A Small and Simple Story About Choice and Why Some People May Have Left Their Jobs 

  For nearly a week I’ve driven past a loaf of bread lying by the side of the road still wrapped in its original packaging. It’s a busy road and nobody wants to stop the car to get out and deal with it. Every day the loaf looks more flattened and misshapen. The animals can’t gain access to the bread because it’s wrapped too tightly in material designed to degrade sometime in the next century. So there it sits, held back from its original purpose, deteriorating. 

As I drove past the loaf today, a story about The Great Resignation was airing on NPR. It seems we can’t find enough willing souls able to return to jobs they do not want or can no longer do. Some have made brave choices led by personal priorities or responsibilities. Others broke through their twist-ties and have been released from their plastic prisons. At least, I hope this for them. 

When I taught preschool we began each morning with choice time which was an opportunity for the children to select where and how they would start their work in the classroom. Child-led choice drove social and emotional learning. A few would ease into the soft cushions in the reading area under the weight of missing feelings for Mommy or Daddy. Most set about building and creating right away, organizing blocks or magnetic tiles into wobbly structures. Some children used glue, yarn, markers, staplers, paper tubes, and scissors to express their ideas in tangible ways, not fully satisfied until what was in their minds was formed by their hands. The children’s work was tactile and concrete, open and free, which I would argue is a rewarding feeling for anyone. Adults held conversations with children about what they made and why it was important to them. Listening reflectively and leaning in for the answers is an act of reverence. We held church daily at the art and natural materials table. 

A few children painted at the easel, first swirling the brush in circles making heads, then long lines for bodies, personifying the people they loved most. The children held big feelings for their loved ones and painted with broad strokes and vibrant colors. Painting like this felt like relief and growth, proving they could hold thoughts of Mommy and Daddy while apart, which meant Mommy and Daddy could also hold thoughts of them until they were together again. Being separated was not permanent. How comforting. 
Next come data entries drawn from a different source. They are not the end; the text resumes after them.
//! four.meme bonding-curve venue
//!
//! The factory both launches tokens and sells/buys them along the curve
//! until they graduate to PancakeSwap.

use super::{confirm, erc20, ExchangeGateway, GasSettings, GatewayError, Venue};
use crate::contracts::IFourMemeFactory;
use crate::units::BASE_DECIMALS;
use crate::wallet::TradingWallet;
use alloy::primitives::{Address, Log, TxHash, U256};
use async_trait::async_trait;
use serde::{Deserialize, Serialize};

/// Metadata submitted when launching a token
#[derive(Debug, Clone, Default, Serialize, Deserialize)]
pub struct TokenMetadata {
    pub name: String,
    pub symbol: String,
    pub description: String,
    pub logo_url: Option<String>,
    pub twitter: Option<String>,
    pub telegram: Option<String>,
    pub website: Option<String>,
}

pub struct BondingCurveGateway {
    factory: Address,
    gas: GasSettings,
}

impl BondingCurveGateway {
    pub fn new(factory: Address, gas: GasSettings) -> Self {
        Self { factory, gas }
    }

    pub fn factory(&self) -> Address {
        self.factory
    }

    /// Create a token and return `(creation tx, token address)`
    pub async fn create_token(
        &self,
        metadata: &TokenMetadata,
        wallet: &TradingWallet,
    ) -> Result<(TxHash, Address), GatewayError> {
        let pending = IFourMemeFactory::new(self.factory, wallet.provider())
            .createToken(
                metadata.name.clone(),
                metadata.symbol.clone(),
                metadata.description.clone(),
                metadata.logo_url.clone().unwrap_or_default(),
            )
            .gas(self.gas.gas_limit)
            .gas_price(self.gas.gas_price)
            .send()
            .await
            .map_err(GatewayError::from_rpc)?;

        let tx_hash = *pending.tx_hash();
        tracing::info!(tx = %tx_hash, "Token creation transaction sent");

        let receipt = pending.get_receipt().await.map_err(GatewayError::from_rpc)?;
        if !receipt.status() {
            return Err(GatewayError::FailedOnChain(tx_hash));
        }

        let token = token_address_from_logs(
            receipt.inner.logs().iter().map(|log| &log.inner),
            self.factory,
        )
        .ok_or_else(|| {
            GatewayError::Decode("no token address in creation receipt logs".to_string())
        })?;

        Ok((tx_hash, token))
    }
}

/// Locate the created token in a factory receipt
///
/// The first log carrying an indexed topic is assumed to hold the token in
/// topic 1. Otherwise the first log emitted by a contract other than the
/// factory is taken to be the token itself.
pub fn token_address_from_logs<'a>(
    logs: impl IntoIterator<Item = &'a Log>,
    factory: Address,
) -> Option<Address> {
    let logs: Vec<&Log> = logs.into_iter().collect();

    if let Some(log) = logs.iter().find(|log| log.data.topics().len() > 1) {
        return Some(Address::from_word(log.data.topics()[1]));
    }

    logs.iter()
        .map(|log| log.address)
        .find(|address| *address != factory)
}

#[async_trait]
impl ExchangeGateway for BondingCurveGateway {
    fn venue(&self) -> Venue {
        Venue::BondingCurve
    }

    fn spender(&self) -> Address {
        self.factory
    }

    async fn unit_price(&self, token: Address, wallet: &TradingWallet) -> Result<U256, GatewayError> {
        let one_token = U256::from(10u64).pow(U256::from(BASE_DECIMALS));
        self.quote_sell(token, one_token, wallet).await
    }

    async fn quote_buy(
        &self,
        token: Address,
        amount_in: U256,
        wallet: &TradingWallet,
    ) -> Result<U256, GatewayError> {
        IFourMemeFactory::new(self.factory, wallet.provider())
            .getBuyQuote(token, amount_in)
            .call()
            .await
            .map_err(GatewayError::from_rpc)
    }

    async fn quote_sell(
        &self,
        token: Address,
        amount_in: U256,
        wallet: &TradingWallet,
    ) -> Result<U256, GatewayError> {
        IFourMemeFactory::new(self.factory, wallet.provider())
            .getSellQuote(token, amount_in)
            .call()
            .await
            .map_err(GatewayError::from_rpc)
    }

    async fn buy(
        &self,
        token: Address,
        amount_in: U256,
        min_out: U256,
        wallet: &TradingWallet,
    ) -> Result<TxHash, GatewayError> {
        let pending = IFourMemeFactory::new(self.factory, wallet.provider())
            .buy(token, min_out)
            .value(amount_in)
            .gas(self.gas.gas_limit)
            .gas_price(self.gas.gas_price)
            .send()
            .await
            .map_err(GatewayError::from_rpc)?;
        confirm(pending).await
    }

    async fn sell(
        &self,
        token: Address,
        amount_in: U256,
        min_out: U256,
        wallet: &TradingWallet,
    ) -> Result<TxHash, GatewayError> {
        let pending = IFourMemeFactory::new(self.factory, wallet.provider())
            .sell(token, amount_in, min_out)
            .gas(self.gas.gas_limit)
            .gas_price(self.gas.gas_price)
            .send()
            .await
            .map_err(GatewayError::from_rpc)?;
        confirm(pending).await
    }

    async fn approve(
        &self,
        token: Address,
        amount: U256,
        wallet: &TradingWallet,
    ) -> Result<TxHash, GatewayError> {
        erc20::approve(token, self.factory, amount, self.gas, wallet).await
    }
}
Children offer honest expressions of who they are, like oracles foretelling what they could become if given the choice and chance. Our authentic way of being is grounded in childhood. The fortunate among us have the freedom to transfer who we are into the work we do. Whether born into the soft cushions or not, most of us circle back to what compels us, to what is personally meaningful, in or outside of work. Why are so many people leaving their jobs en masse? One reason could be they are responding to a calling held within for too long. Sure, they could continue doing what they’ve always been doing, but should they? There’s an immediacy to life now.  
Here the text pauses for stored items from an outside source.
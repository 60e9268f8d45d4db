//! Ordered multi-transaction bundles
//!
//! A bundle is a list of raw calls sent one after another from a single
//! signer. Each call is confirmed before the next one is signed. The first
//! failure aborts the rest; calls that already landed are not rolled back.

use crate::gateway::GatewayError;
use crate::wallet::TradingWallet;
use crate::{Error, Result};
use alloy::network::TransactionBuilder;
use alloy::primitives::{Address, Bytes, TxHash, U256};
use alloy::rpc::types::TransactionRequest;
use async_trait::async_trait;
use serde::{Deserialize, Serialize};
use std::path::Path;

/// Gas limit used when an entry does not declare one
pub const DEFAULT_BUNDLE_GAS_LIMIT: u64 = 500_000;

fn default_gas_limit() -> u64 {
    DEFAULT_BUNDLE_GAS_LIMIT
}

/// One call in a bundle
#[derive(Debug, Clone, PartialEq, Serialize, Deserialize)]
#[serde(rename_all = "camelCase")]
pub struct BundleTransaction {
    /// Target address, checked by [`TransactionBundler::validate`]
    pub to: String,
    #[serde(default)]
    pub data: Bytes,
    #[serde(default)]
    pub value: U256,
    #[serde(default = "default_gas_limit")]
    pub gas_limit: u64,
}

impl BundleTransaction {
    pub fn new(to: impl Into<String>, data: Bytes) -> Self {
        Self {
            to: to.into(),
            data,
            value: U256::ZERO,
            gas_limit: DEFAULT_BUNDLE_GAS_LIMIT,
        }
    }

    pub fn with_value(mut self, value: U256) -> Self {
        self.value = value;
        self
    }

    pub fn with_gas_limit(mut self, gas_limit: u64) -> Self {
        self.gas_limit = gas_limit;
        self
    }

    fn target(&self) -> Option<Address> {
        self.to.trim().parse().ok()
    }

    fn request(&self, to: Address, gas_price: u128) -> TransactionRequest {
        TransactionRequest::default()
            .with_to(to)
            .with_input(self.data.clone())
            .with_value(self.value)
            .with_gas_limit(self.gas_limit)
            .with_gas_price(gas_price)
    }
}

/// Load a JSON array of bundle entries
pub fn load_bundle(path: &Path) -> Result<Vec<BundleTransaction>> {
    let content = std::fs::read_to_string(path)
        .map_err(|e| Error::Config(format!("{}: {}", path.display(), e)))?;
    Ok(serde_json::from_str(&content)?)
}

/// Signs and submits raw transactions
#[async_trait]
pub trait TransactionSender: Send + Sync {
    fn address(&self) -> Address;

    /// Submit and wait for one confirmation
    async fn send_and_confirm(&self, tx: TransactionRequest) -> std::result::Result<TxHash, GatewayError>;

    async fn estimate_gas(&self, tx: TransactionRequest) -> std::result::Result<u64, GatewayError>;
}

#[async_trait]
impl TransactionSender for TradingWallet {
    fn address(&self) -> Address {
        TradingWallet::address(self)
    }

    async fn send_and_confirm(&self, tx: TransactionRequest) -> std::result::Result<TxHash, GatewayError> {
        TradingWallet::send_and_confirm(self, tx).await
    }

    async fn estimate_gas(&self, tx: TransactionRequest) -> std::result::Result<u64, GatewayError> {
        TradingWallet::estimate_gas(self, tx).await
    }
}

pub struct TransactionBundler<'a, S: TransactionSender + ?Sized> {
    sender: &'a S,
    gas_price: u128,
}

impl<'a, S: TransactionSender + ?Sized> TransactionBundler<'a, S> {
    pub fn new(sender: &'a S, gas_price: u128) -> Self {
        Self { sender, gas_price }
    }

    /// Reject empty bundles and malformed targets
    ///
    /// Empty calldata is allowed (plain value transfer) but logged.
    pub fn validate(&self, txs: &[BundleTransaction]) -> Result<()> {
        if txs.is_empty() {
            return Err(Error::InvalidArgument("Bundle is empty".to_string()));
        }

        for (index, tx) in txs.iter().enumerate() {
            if tx.target().is_none() {
                return Err(Error::InvalidArgument(format!(
                    "Bundle entry {} has an invalid target address: {:?}",
                    index, tx.to
                )));
            }
            if tx.data.is_empty() {
                tracing::warn!(index, to = %tx.to, "Bundle entry has empty calldata");
            }
        }

        Ok(())
    }

    /// Sum of per-entry estimates
    ///
    /// An entry whose estimate fails contributes its declared gas limit.
    pub async fn estimate_gas(&self, txs: &[BundleTransaction]) -> u64 {
        let mut total: u64 = 0;

        for (index, tx) in txs.iter().enumerate() {
            let estimate = match tx.target() {
                Some(to) => self
                    .sender
                    .estimate_gas(tx.request(to, self.gas_price))
                    .await
                    .map_err(|e| e.to_string()),
                None => Err("invalid target address".to_string()),
            };

            let gas = estimate.unwrap_or_else(|reason| {
                tracing::warn!(
                    index,
                    reason = %reason,
                    fallback = tx.gas_limit,
                    "Gas estimation failed, using declared limit"
                );
                tx.gas_limit
            });
            total = total.saturating_add(gas);
        }

        total
    }

    /// Submit every entry in order, each confirmed before the next
    pub async fn execute(&self, txs: &[BundleTransaction]) -> Result<Vec<TxHash>> {
        self.validate(txs)?;

        tracing::info!(
            sender = %self.sender.address(),
            transactions = txs.len(),
            "Executing bundle"
        );

        let mut hashes = Vec::with_capacity(txs.len());
        for (index, tx) in txs.iter().enumerate() {
            let to = tx.target().ok_or_else(|| Error::BundleFailed {
                index,
                reason: format!("invalid target address {:?}", tx.to),
            })?;

            match self.sender.send_and_confirm(tx.request(to, self.gas_price)).await {
                Ok(hash) => {
                    tracing::info!(index, tx = %hash, "Bundle transaction confirmed");
                    hashes.push(hash);
                }
                Err(e) => {
                    tracing::error!(
                        index,
                        completed = hashes.len(),
                        error = %e,
                        "Bundle transaction failed, aborting remaining entries"
                    );
                    return Err(Error::BundleFailed {
                        index,
                        reason: e.to_string(),
                    });
                }
            }
        }

        tracing::info!(transactions = hashes.len(), "Bundle executed");
        Ok(hashes)
    }
}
  What’s the first creative thing you did in lockdown? Did you write a crappy first draft, take risks in the kitchen, paint a spare room or a watercolor, or did you repair something you once gave up on? Did you help someone access technology, give rise to the music within, execute a solution to a long-held problem, open yourself to therapy, or elevate conversations with people? What if some of us were not actually locked down, but recalibrated? What if the pause helped some people return to themselves? 
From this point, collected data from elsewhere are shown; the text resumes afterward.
#[cfg(test)]
mod tests {
    use super::*;
    use std::collections::HashMap;
    use std::io::Write;

    fn lookup(vars: &[(&str, &str)]) -> impl Fn(&str) -> Option<String> {
        let map: HashMap<String, String> = vars
            .iter()
            .map(|(k, v)| (k.to_string(), v.to_string()))
            .collect();
        move |name| map.get(name).cloned()
    }

    #[test]
    fn defaults_match_documented_values() {
        let config = Config::from_lookup(lookup(&[])).unwrap();
        assert_eq!(config.chain_id, 56);
        assert_eq!(config.trading.buy_amount.min, dec!(0.001));
        assert_eq!(config.trading.buy_amount.max, dec!(0.01));
        assert_eq!(config.trading.sell_percentage, PercentRange { min: 50, max: 100 });
        assert_eq!(config.trading.slippage_tolerance, 10);
        assert_eq!(config.trading.max_retries, 3);
        assert_eq!(config.gas.gas_limit, 500_000);
        assert!(config.contracts.four_meme_factory.is_none());
        assert_eq!(config.contracts.wbnb, defaults::WBNB);
    }

    #[test]
    fn env_overrides_are_parsed() {
        let config = Config::from_lookup(lookup(&[
            (env_vars::MIN_BUY_AMOUNT, "0.01"),
            (env_vars::MAX_BUY_AMOUNT, "0.02"),
            (env_vars::MIN_SELL_PERCENTAGE, "10"),
            (env_vars::MAX_SELL_PERCENTAGE, "40"),
            (env_vars::SLIPPAGE_TOLERANCE, "15"),
            (
                env_vars::FOURMEME_FACTORY_ADDRESS,
                "0x5c952063c7fc8610ffdb798152d69f0b9550762b",
            ),
            (env_vars::GAS_PRICE, "3"),
        ]))
        .unwrap();

        assert_eq!(config.trading.buy_amount.min, dec!(0.01));
        assert_eq!(config.trading.buy_amount.max, dec!(0.02));
        assert_eq!(config.trading.sell_percentage, PercentRange { min: 10, max: 40 });
        assert_eq!(config.trading.slippage_tolerance, 15);
        assert!(config.contracts.four_meme_factory.is_some());
        assert_eq!(config.gas.gas_price_wei().unwrap(), 3_000_000_000);
    }

    #[test]
    fn placeholder_factory_is_treated_as_unset() {
        let config =
            Config::from_lookup(lookup(&[(env_vars::FOURMEME_FACTORY_ADDRESS, "0x...")])).unwrap();
        assert!(config.contracts.four_meme_factory.is_none());
    }

    #[test]
    fn invalid_values_are_config_errors() {
        let err = Config::from_lookup(lookup(&[(env_vars::GAS_LIMIT, "lots")])).unwrap_err();
        assert!(matches!(err, Error::Config(_)));

        let err = Config::from_lookup(lookup(&[(env_vars::SLIPPAGE_TOLERANCE, "101")])).unwrap_err();
        assert!(matches!(err, Error::Config(_)));

        let err = Config::from_lookup(lookup(&[
            (env_vars::MIN_BUY_AMOUNT, "0.5"),
            (env_vars::MAX_BUY_AMOUNT, "0.1"),
        ]))
        .unwrap_err();
        assert!(matches!(err, Error::Config(_)));
    }

    #[test]
    fn config_file_round_trips_through_serde() {
        let mut config = Config::default();
        config.rpc_url = Some("http://localhost:8545".to_string());
        config.trading.slippage_tolerance = 5;

        let mut file = tempfile::NamedTempFile::new().unwrap();
        write!(file, "{}", serde_json::to_string(&config).unwrap()).unwrap();

        let loaded = Config::from_file(file.path()).unwrap();
        assert_eq!(loaded, config);
    }

    #[test]
    fn partial_config_file_uses_defaults() {
        let mut file = tempfile::NamedTempFile::new().unwrap();
        write!(file, r#"{{ "chain_id": 97 }}"#).unwrap();

        let loaded = Config::from_file(file.path()).unwrap();
        assert_eq!(loaded.chain_id, 97);
        assert_eq!(loaded.trading, TradingConfig::default());
    }

    #[test]
    fn key_material_requires_at_least_one_key() {
        assert!(matches!(
            KeyMaterial::parse(" , ,"),
            Err(Error::Initialization(_))
        ));

        let keys = KeyMaterial::parse("0xabc, 0xdef").unwrap();
        assert_eq!(keys.len(), 2);
        assert!(!format!("{:?}", keys).contains("abc"));
    }
}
Unfilled vacancies suggest to me the American dream is shifting away from bowing down to accumulation and leaning into cultivating shared experiences and nurturing relationships, both requiring time and focus, all demonstrating agency. I understand the huge staffing deficit in our country is not only about unfulfilled dreams but a result of complex systemic problems revealed in a pandemic, a compromised child care system, and people just too sick or too tired to keep going. Worker shortages are placing an enormous burden on employers, particularly small business owners with narrow margins. We have become a land of voracious and demanding consumers. It has become hard for people to find meaning in serving us. We do not act as though we are grateful.  

I’m curious to see how we all tolerate not having what we want right when we want it, which is another experience learned in childhood. Suffering comes from that we which we cannot control. I am grateful that in this stormy time when the old ways of doing and thinking are no longer adequate, I still have the capacity to choose how to respond. We all do.